Open Liamolucko opened 2 years ago
As you mentioned, the WG's intention is to limit the exposure of AudioWorkletGlobalScope only for the worklet-based audio processing. I am not sure if there's a way to notate the exception of specific Globals using WebIDL.
It also seems like there's inconsistency between the spec and the actual implementation: Chrome's IDL FireFox's IDL
We'll triage this issue in the next teleconference and think about solution.
See also https://github.com/WebAudio/web-audio-api-v2/issues/79 re WebAssembly.compileStreaming()
and WebAssembly.instantiateStreaming()
. Both are defined/exposed on the WebAssembly
object in AudioWorkletGlobalScope
, neither works as intended because Response
is not exposed in AudioWorkletGlobalScope
.
Although OP states
To be clear, I'm not saying they should be added to
AudioWorkletGlobalScope
; I'm saying that it needs to be specified somewhere that they aren't there.
for completeness an encoding polyfill can be used. I modified https://github.com/inexorabletash/text-encoding/blob/master/lib/encoding.js in order to import TextEncoder
and TextDecoder
into a QuickJS application by substituting globalThis
for this
and including this at the end of the script
const {TextEncoder, TextDecoder} = globalThis;
export {TextEncoder, TextDecoder};
which we can import into AudioWorkletGlobalScope
import {TextEncoder, TextDecoder} from './encoding.js';
console.log(TextEncoder, TextDecoder);
const encoder = new TextEncoder();
const decoder = new TextDecoder();
let data = encoder.encode('abc');
console.log(data);
console.log(decoder.decode(data));
encoding.js.zip. There are polyfills for URL
, e.g. https://github.com/lifaon74/url-polyfill, which can be adjusted and imported similarly. Polyfilling Response
is more involved.
Technically we can encode and decode strings with the following alone
let encoded = new Uint8Array([97, 98, 99]);
let str = String.fromCharCode(...encoded);
let encode = new Uint8Array([...str].map((s) => s.charCodeAt()));
console.log({encoded, str, encode});
@Liamolucko It looks like we need to open issues against TextEncoder and URL specs.
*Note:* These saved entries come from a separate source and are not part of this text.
use std::time::Duration;

use async_trait::async_trait;
use chromiumoxide::browser::{Browser, BrowserConfig};
use chromiumoxide::Page;
use futures::StreamExt;
use tokio::task::JoinHandle;
use tokio::time::timeout;

use crate::error::{FreshetError, Result};
use crate::scrape::config::ScrapeConfig;

/// How often the current URL is re-read while waiting for a redirect
const URL_POLL_INTERVAL: Duration = Duration::from_millis(200);

/// The browser operations the scrape engine drives.
///
/// Kept deliberately small so tests can swap in a scripted fake. Every
/// operation is bounded: exceeding the configured wait fails with
/// [`FreshetError::TransientNetwork`].
#[async_trait]
pub trait PageDriver: Send + Sync {
    /// Navigate the page and wait for the load to settle
    async fn navigate(&self, url: &str) -> Result<()>;

    /// Evaluate a script expression and return its value (`null` for
    /// expressions that produce no value)
    async fn run_script(&self, js: &str) -> Result<serde_json::Value>;

    /// Full markup of the current document
    async fn document_markup(&self) -> Result<String>;

    /// Wait until the current URL contains `fragment`, or time out
    async fn wait_until_url_contains(&self, fragment: &str, wait: Duration) -> Result<()>;

    /// Tear the browser down; further calls are invalid
    async fn close(&mut self) -> Result<()>;
}

/// Chrome-based page driver using chromiumoxide
pub struct ChromiumDriver {
    browser: Browser,
    page: Page,
    events: JoinHandle<()>,
    op_timeout: Duration,
}

impl ChromiumDriver {
    /// Launch a browser and open a blank page for the scrape to drive.
    pub async fn launch(config: &ScrapeConfig) -> Result<Self> {
        let mut builder = BrowserConfig::builder()
            .arg("--no-sandbox")
            .arg("--disable-gpu")
            .arg("--disable-dev-shm-usage")
            .arg("--disable-software-rasterizer");

        if !config.headless {
            builder = builder.with_head();
        }

        if let Some(ref dir) = config.user_data_dir {
            builder = builder.user_data_dir(dir);
        }

        let browser_config = builder.build().map_err(|e| {
            FreshetError::TransientNetwork(format!("Failed to build browser config: {}", e))
        })?;

        let (browser, mut handler) = Browser::launch(browser_config).await.map_err(|e| {
            FreshetError::TransientNetwork(format!(
                "Failed to launch browser: {}. Is Chrome or Chromium installed and in PATH?",
                e
            ))
        })?;

        // Spawn the browser event handler
        let events = tokio::spawn(async move {
            while let Some(_event) = handler.next().await {
                // Handle browser events
            }
        });

        let page = browser.new_page("about:blank").await.map_err(|e| {
            FreshetError::TransientNetwork(format!("Failed to create page: {}", e))
        })?;

        if let Some(ref ua) = config.user_agent {
            page.set_user_agent(ua).await.map_err(|e| {
                FreshetError::TransientNetwork(format!("Failed to set user agent: {}", e))
            })?;
        }

        Ok(Self {
            browser,
            page,
            events,
            op_timeout: config.nav_timeout(),
        })
    }
}

#[async_trait]
impl PageDriver for ChromiumDriver {
    async fn navigate(&self, url: &str) -> Result<()> {
        let load = async {
            self.page.goto(url).await.map_err(|e| {
                FreshetError::TransientNetwork(format!("Navigation to {} failed: {}", url, e))
            })?;
            self.page.wait_for_navigation().await.map_err(|e| {
                FreshetError::TransientNetwork(format!("Navigation to {} failed: {}", url, e))
            })?;
            Ok(())
        };

        timeout(self.op_timeout, load).await.map_err(|_| {
            FreshetError::TransientNetwork(format!("Navigation to {} timed out", url))
        })?
    }

    async fn run_script(&self, js: &str) -> Result<serde_json::Value> {
        let result = timeout(self.op_timeout, self.page.evaluate(js.to_string()))
            .await
            .map_err(|_| {
                FreshetError::TransientNetwork(format!("Script timed out: {}", js))
            })?
            .map_err(|e| {
                FreshetError::TransientNetwork(format!("Script execution failed: {}", e))
            })?;

        Ok(result.value().cloned().unwrap_or(serde_json::Value::Null))
    }

    async fn document_markup(&self) -> Result<String> {
        timeout(self.op_timeout, self.page.content())
            .await
            .map_err(|_| {
                FreshetError::TransientNetwork("Reading page content timed out".to_string())
            })?
            .map_err(|e| {
                FreshetError::TransientNetwork(format!("Failed to read page content: {}", e))
            })
    }

    async fn wait_until_url_contains(&self, fragment: &str, wait: Duration) -> Result<()> {
        let poll = async {
            loop {
                let url = self.page.url().await.map_err(|e| {
                    FreshetError::TransientNetwork(format!("Failed to read page URL: {}", e))
                })?;
                if url.is_some_and(|u| u.contains(fragment)) {
                    return Ok(());
                }
                tokio::time::sleep(URL_POLL_INTERVAL).await;
            }
        };

        timeout(wait, poll).await.map_err(|_| {
            FreshetError::TransientNetwork(format!(
                "Timed out waiting for URL containing {:?}",
                fragment
            ))
        })?
    }

    async fn close(&mut self) -> Result<()> {
        self.browser.close().await.map_err(|e| {
            FreshetError::TransientNetwork(format!("Failed to close browser: {}", e))
        })?;

        // The event stream ends once the browser process is gone
        let _ = timeout(Duration::from_secs(2), &mut self.events).await;
        self.events.abort();
        Ok(())
    }
}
Could you do that?
FYI, TextEncoder/TextDecoder were made [Exposed=*]
here https://github.com/whatwg/encoding/commit/f09648a96ef4cffbf68734a5f81b7ececf2e311e with discussion at https://github.com/tc39/proposal-shadowrealm/issues/331 - TL;DR there are a set of APIs specified as Web APIs that could just as easily have been specified as parts of ECMAScript (streams, encoding, URL, etc) and it was felt that these should be present in every context.
So... might require discussion w/ TC39 folks etc. if you want to revisit that.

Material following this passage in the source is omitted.